Interaction studies between AM fungi and saprotrophic microorganisms have often reported conflicting results (Ames et al., 1984; Posta et al., 1994; Olsson et al., 1996). As shown in Fig. 3, temporal differences may be one factor explaining such discrepancies. In an earlier study, saprotrophic fungi, detected by phospholipid fatty acid 18:2ω6,9, were inhibited by AM fungal extraradical mycelium in root-free dune sand (Olsson et al., 1998). This could not be confirmed here since the biomass of saprotrophic fungi was too variable (Table 4).

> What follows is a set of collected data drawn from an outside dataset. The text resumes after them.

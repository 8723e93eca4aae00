//! Ethernet MAC collaborator (spec §1: out of core scope, interface level
//! only).
//!
//! A software-reset/link-up wrapper over [`regs::EthernetRegs`]; this crate
//! has no need of a full MAC/DMA descriptor ring, only enough control to
//! bring the link up or down around SGPIO reconfiguration.

use crate::fmt::trace;
use crate::regs::{self, EthernetRegs};

const MAC_CONFIG_TX_ENABLE: u32 = 1 << 3;
const MAC_CONFIG_RX_ENABLE: u32 = 1 << 2;
const DMA_BUS_MODE_SOFT_RESET: u32 = 1 << 0;

/// The single Ethernet MAC instance.
pub struct Ethernet {
    regs: &'static EthernetRegs,
}

impl Ethernet {
    /// Binds to the Ethernet MAC peripheral.
    ///
    /// # Safety
    /// Caller must not construct two `Ethernet`s at once.
    pub unsafe fn new() -> Self {
        Self { regs: unsafe { regs::ethernet() } }
    }

    /// Issues a DMA soft reset and blocks until the hardware clears it.
    pub fn reset(&self) {
        self.regs.dma_bus_mode.set_bits(DMA_BUS_MODE_SOFT_RESET);
        while self.regs.dma_bus_mode.read() & DMA_BUS_MODE_SOFT_RESET != 0 {}
        trace!("ethernet: reset complete");
    }

    /// Enables both the transmit and receive MAC paths.
    pub fn enable(&self) {
        self.regs.mac_config.set_bits(MAC_CONFIG_TX_ENABLE | MAC_CONFIG_RX_ENABLE);
    }

    /// Disables both the transmit and receive MAC paths.
    pub fn disable(&self) {
        self.regs.mac_config.clear_bits(MAC_CONFIG_TX_ENABLE | MAC_CONFIG_RX_ENABLE);
    }
}

#[cfg(test)]
mod tests {
    use super::*;

    fn registers() -> &'static EthernetRegs {
        Box::leak(Box::new(unsafe { core::mem::zeroed() }))
    }

    #[test]
    fn enable_sets_tx_and_rx_bits() {
        let regs = registers();
        let eth = Ethernet { regs };
        eth.enable();
        assert_eq!(regs.mac_config.read(), MAC_CONFIG_TX_ENABLE | MAC_CONFIG_RX_ENABLE);
    }
}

The two fungi showed differences in their ability to colonize the roots and to produce extraradical mycelium biomass (Figs 1 and 2, respectively). These differences persisted throughout the experiment and can not be explained only by a difference in infective propagule density of the inoculum. Since AM fungal signature neutral lipid fatty acids have been shown to correlate with the number of spores formed by the extraradical mycelium (Olsson et al., 1997), the high neutral lipid fatty acid values indicate that sporulation was higher in G. intraradices. High amounts of AM fungal neutral lipid fatty acids in the extraradical mycelium indicate that high amounts of neutral lipids, mainly triacylglycerides, have been transported from the intraradical mycelium (Bago et al., 2000). This carbon cost to the plants may have caused the lower weight of G. intraradices-colonized plants compared with S. calospora-colonized and nonmycorrhizal plants. The differences in responses of the AM fungal isolates support previous reports showing the importance of studying more than one fungal isolate (van der Heijden et al., 1998a,b; Smith et al., 2000; Ezawa et al., 2001).

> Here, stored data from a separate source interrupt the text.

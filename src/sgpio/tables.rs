//! Fixed lookup tables (spec.md §6.4), bit-exact by construction: these are
//! the crate's ground truth, not derived from anything else.

use super::Slice;

/// Upper bound on distinct slices a single chained function can span —
/// exactly the number of lettered slices (spec.md §3).
pub const SLICE_COUNT_FOR_CODEGEN: usize = 16;

/// One entry in the 42-entry SCU pin-mux mapping table: which SCU
/// (group, pin) an SGPIO pin can be routed through, and which SCU function
/// select programs that route.
#[derive(Debug, Clone, Copy, PartialEq, Eq)]
pub struct ScuMapping {
    pub sgpio_pin: u8,
    pub scu_group: u8,
    pub scu_pin: u8,
    pub func_select: u8,
}

const fn m(sgpio_pin: u8, scu_group: u8, scu_pin: u8, func_select: u8) -> ScuMapping {
    ScuMapping { sgpio_pin, scu_group, scu_pin, func_select }
}

/// The SCU mapping table (spec.md §6.4: "42 entries"). Each SGPIO pin has
/// one primary route and, for the first ten pins, one or two alternate
/// routes through a different SCU pin.
pub const SCU_MAPPING_TABLE: [ScuMapping; 42] = [
    m(0, 1, 0, 4), m(0, 9, 0, 6), m(0, 4, 0, 2),
    m(1, 1, 1, 4), m(1, 9, 1, 6), m(1, 4, 1, 2),
    m(2, 1, 2, 4), m(2, 9, 2, 6), m(2, 4, 2, 2),
    m(3, 1, 3, 4), m(3, 9, 3, 6), m(3, 4, 3, 2),
    m(4, 1, 4, 4), m(4, 9, 4, 6), m(4, 4, 4, 2),
    m(5, 1, 5, 4), m(5, 9, 5, 6), m(5, 4, 5, 2),
    m(6, 1, 6, 4), m(6, 9, 6, 6), m(6, 4, 6, 2),
    m(7, 1, 7, 4), m(7, 9, 7, 6), m(7, 4, 7, 2),
    m(8, 1, 8, 4), m(8, 9, 8, 6), m(8, 4, 8, 2),
    m(9, 1, 9, 4), m(9, 9, 9, 6), m(9, 4, 9, 2),
    m(10, 1, 10, 4), m(10, 9, 10, 6),
    m(11, 1, 11, 4), m(11, 9, 11, 6),
    m(12, 1, 12, 4), m(12, 9, 12, 6),
    m(13, 1, 13, 4), m(13, 9, 13, 6),
    m(14, 1, 14, 4), m(14, 9, 14, 6),
    m(15, 1, 15, 4), m(15, 9, 15, 6),
];

/// Look up `func_select` for `(sgpio_pin, scu_group, scu_pin)`; `None` if
/// that combination isn't a valid route (spec.md §4.D step 2:
/// `InvalidPinMapping`).
pub fn lookup_scu_function(sgpio_pin: u8, scu_group: u8, scu_pin: u8) -> Option<u8> {
    SCU_MAPPING_TABLE
        .iter()
        .find(|e| e.sgpio_pin == sgpio_pin && e.scu_group == scu_group && e.scu_pin == scu_pin)
        .map(|e| e.func_select)
}

/// The primary SCU route for an SGPIO pin used standalone, not as part of a
/// function's own `pin_configurations` — e.g. a PIN-type shift qualifier
/// (spec.md §4.D step 2: "Route the qualifier pin if qualifier type is
/// PIN"). Each pin's first table entry is its primary route.
pub fn primary_scu_route(sgpio_pin: u8) -> Option<ScuMapping> {
    SCU_MAPPING_TABLE.iter().find(|e| e.sgpio_pin == sgpio_pin).copied()
}

/// Pin→I/O-slice table for STREAM_IN/STREAM_OUT/FIXED_OUT/BIDIRECTIONAL
/// (spec.md §4.D/§6.4), indexed by pin 0..15: `A,I,E,J,C,K,F,L,B,M,G,N,D,O,H,P`.
pub const PIN_TO_IO_SLICE: [Slice; 16] = [
    Slice::A, Slice::I, Slice::E, Slice::J, Slice::C, Slice::K, Slice::F, Slice::L,
    Slice::B, Slice::M, Slice::G, Slice::N, Slice::D, Slice::O, Slice::H, Slice::P,
];

/// Pin→clockgen-slice table for CLOCK_GEN functions (spec.md §4.D/§6.4),
/// indexed by pin 0..15: `B,D,E,H,C,F,O,P,A,M,G,N,I,J,K,L`.
pub const PIN_TO_CLOCKGEN_SLICE: [Slice; 16] = [
    Slice::B, Slice::D, Slice::E, Slice::H, Slice::C, Slice::F, Slice::O, Slice::P,
    Slice::A, Slice::M, Slice::G, Slice::N, Slice::I, Slice::J, Slice::K, Slice::L,
];

/// Direction-slice table shared by bus widths 4 and 8 (spec.md §4.D:
/// "width-8 → {H,O,P,N} by pin-group, width-4 → same"), indexed by
/// `first_pin / 4` (0..3).
pub const DIRECTION_SLICE_TABLE_WIDE: [Slice; 4] = [Slice::H, Slice::O, Slice::P, Slice::N];

/// Direction-slice table for bus width 2 (spec.md §4.D: "width-2 → 8-entry
/// table"), indexed by `first_pin / 2` (0..7).
pub const DIRECTION_SLICE_TABLE_WIDTH2: [Slice; 8] =
    [Slice::I, Slice::E, Slice::J, Slice::C, Slice::K, Slice::F, Slice::L, Slice::B];

/// Direction slice for bus width 1: the "mirror" I/O slice at `pin + 8`
/// (spec.md §4.D).
pub fn direction_slice_width1(pin: u8) -> Slice {
    PIN_TO_IO_SLICE[((pin as usize) + 8) % 16]
}

/// Direction slice lookup for any supported bus width.
pub fn direction_slice(bus_width: u8, first_pin: u8) -> Slice {
    match bus_width {
        1 => direction_slice_width1(first_pin),
        2 => DIRECTION_SLICE_TABLE_WIDTH2[(first_pin / 2) as usize],
        4 | 8 => DIRECTION_SLICE_TABLE_WIDE[(first_pin / 4) as usize],
        _ => unreachable!("bus_width must already be promoted to 1/2/4/8"),
    }
}

#[cfg(test)]
mod tests {
    use super::*;

    #[test]
    fn pin_to_io_slice_matches_spec_sequence() {
        assert_eq!(PIN_TO_IO_SLICE[0], Slice::A);
        assert_eq!(PIN_TO_IO_SLICE[1], Slice::I);
        assert_eq!(PIN_TO_IO_SLICE[15], Slice::P);
    }

    #[test]
    fn pin_to_clockgen_slice_matches_spec_sequence() {
        assert_eq!(PIN_TO_CLOCKGEN_SLICE[0], Slice::B);
        assert_eq!(PIN_TO_CLOCKGEN_SLICE[7], Slice::P);
        assert_eq!(PIN_TO_CLOCKGEN_SLICE[15], Slice::L);
    }

    #[test]
    fn scu_table_has_42_entries() {
        assert_eq!(SCU_MAPPING_TABLE.len(), 42);
    }

    #[test]
    fn lookup_scu_function_finds_primary_route() {
        assert_eq!(lookup_scu_function(0, 1, 0), Some(4));
    }

    #[test]
    fn lookup_scu_function_rejects_unmapped_combination() {
        assert_eq!(lookup_scu_function(0, 3, 3), None);
    }

    #[test]
    fn direction_slice_width1_uses_mirror_slice() {
        // pin 0 -> IO slice A; mirror at pin 8 -> IO slice B.
        assert_eq!(direction_slice_width1(0), PIN_TO_IO_SLICE[8]);
    }
}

In conclusion, the results show that the growth of AM fungal mycelia is directly influenced by the pH of the substrate. This is further evidence that AM fungi are organisms that respond to a heterogeneous environment. We have also shown that the way in which AM fungi species respond to pH may vary between species. This study also reveals a possible connection between the response of the extraradical mycelium and the colonization strategy within the host root. Finally, the results support the view that the external phosphatases of AM fungi are of little importance.
The financial support of the Swedish Council for Forestry and Agricultural Research is gratefully acknowledged. We thank Professor Anne Ashford for critically reading the manuscript.